(Collected data)
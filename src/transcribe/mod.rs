use serde::{Deserialize, Serialize};
use std::sync::Arc;

use crate::config::Config;
use crate::extractors::{ExtractorRegistry, Platform, VideoReference};
use crate::fallback::FallbackResolver;
use crate::fetch::{HttpFetcher, PageFetcher};
use crate::metadata::{default_title, VideoMetadata};
use crate::utils::normalize_language_code;
use crate::TranscriptorError;

pub mod normalize;
pub mod progress;

pub use progress::ProgressObserver;

use progress::ProgressTicker;

/// Canonical transcript, independent of the source that produced it
#[derive(Debug, Clone, PartialEq, Serialize, Deserialize)]
#[serde(rename_all = "camelCase")]
pub struct Transcript {
    /// Segment texts joined by single spaces
    pub text: String,

    /// Timed segments in non-decreasing start order
    #[serde(rename = "timestamps", alias = "segments")]
    pub segments: Vec<TranscriptSegment>,

    /// Best-effort language code, "en" when unknown
    pub language: String,

    /// True when no caption track was found and the single segment is a notice
    #[serde(default)]
    pub is_fallback: bool,

    /// Video title, when it was resolved
    #[serde(default, skip_serializing_if = "Option::is_none")]
    pub video_title: Option<String>,
}

/// Individual transcript segment with timing
#[derive(Debug, Clone, PartialEq, Serialize, Deserialize)]
pub struct TranscriptSegment {
    /// Start time in seconds
    pub start: f64,

    /// End time in seconds
    pub end: f64,

    /// Segment text
    pub text: String,
}

/// Main transcription pipeline
pub struct TranscriptionPipeline {
    config: Config,
    extractor_registry: ExtractorRegistry,
    fallback: FallbackResolver,
}

impl TranscriptionPipeline {
    /// Create a pipeline that fetches over HTTP
    pub fn new(config: Config) -> crate::Result<Self> {
        let fetcher = HttpFetcher::new(&config.http)?;
        Ok(Self::with_fetcher(config, Arc::new(fetcher)))
    }

    /// Create a pipeline on top of an arbitrary fetcher
    pub fn with_fetcher(config: Config, fetcher: Arc<dyn PageFetcher>) -> Self {
        Self {
            config,
            extractor_registry: ExtractorRegistry::new(Arc::clone(&fetcher)),
            fallback: FallbackResolver::new(fetcher),
        }
    }

    pub fn registry(&self) -> &ExtractorRegistry {
        &self.extractor_registry
    }

    /// Resolve a URL to a platform and video id, without any network access
    pub fn resolve(&self, url: &str) -> Result<(Platform, String), TranscriptorError> {
        let reference = VideoReference::parse(url);

        if reference.platform == Platform::Unknown {
            return Err(TranscriptorError::UnsupportedPlatform(url.to_string()));
        }

        let video_id = reference.video_id.ok_or_else(|| TranscriptorError::InvalidUrl {
            platform: reference.platform,
            url: url.to_string(),
        })?;

        Ok((reference.platform, video_id))
    }

    /// Transcribe the video behind `url`.
    ///
    /// Caption extraction failures on YouTube are answered with a fallback transcript;
    /// only unsupported platforms and unrecognised URLs are errors.
    pub async fn transcribe(&self, url: &str, language: &str) -> Result<Transcript, TranscriptorError> {
        let (platform, video_id) = self.resolve(url)?;

        let language = if language.trim().is_empty() {
            normalize_language_code(&self.config.app.default_language)
        } else {
            normalize_language_code(language)
        };

        tracing::info!("Transcribing {} video {} (language: {})", platform, video_id, language);

        let source = self
            .extractor_registry
            .find_source(platform)
            .ok_or_else(|| TranscriptorError::UnsupportedPlatform(url.to_string()))?;

        match source.fetch_captions(&video_id, &language).await {
            Ok(transcript) => Ok(transcript),
            Err(TranscriptorError::Extraction { video_id, reason }) if platform == Platform::Youtube => {
                tracing::warn!("Caption extraction failed for {}: {}; using fallback", video_id, reason);
                Ok(self.fallback.resolve(&video_id).await)
            }
            Err(e) => Err(e),
        }
    }

    /// [`transcribe`](Self::transcribe) while feeding estimated progress to `observer`
    pub async fn transcribe_with_progress(
        &self,
        url: &str,
        language: &str,
        observer: Arc<dyn ProgressObserver>,
    ) -> Result<Transcript, TranscriptorError> {
        let ticker = ProgressTicker::start(observer);
        let result = self.transcribe(url, language).await;

        match &result {
            Ok(_) => ticker.finish(),
            Err(_) => ticker.cancel(),
        }

        result
    }

    /// Fallback transcript for a YouTube video id
    pub async fn fallback(&self, video_id: &str) -> Transcript {
        self.fallback.resolve(video_id).await
    }

    /// Platform, id, thumbnail and title for `url`.
    ///
    /// Only YouTube titles are looked up; a failed lookup yields the platform's default title.
    pub async fn metadata(&self, url: &str) -> Result<VideoMetadata, TranscriptorError> {
        let (platform, video_id) = self.resolve(url)?;

        let title = match platform {
            Platform::Youtube => self.fallback.title(&video_id).await,
            _ => default_title(platform),
        };

        Ok(VideoMetadata::new(platform, &video_id, title, url))
    }
}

• [Prompt] Look over the entries above. Copy every line that contains the word "segments".

• [Completed exercise]
    /// Timed segments in non-decreasing start order
    #[serde(rename = "timestamps", alias = "segments")]
    pub segments: Vec<TranscriptSegment>,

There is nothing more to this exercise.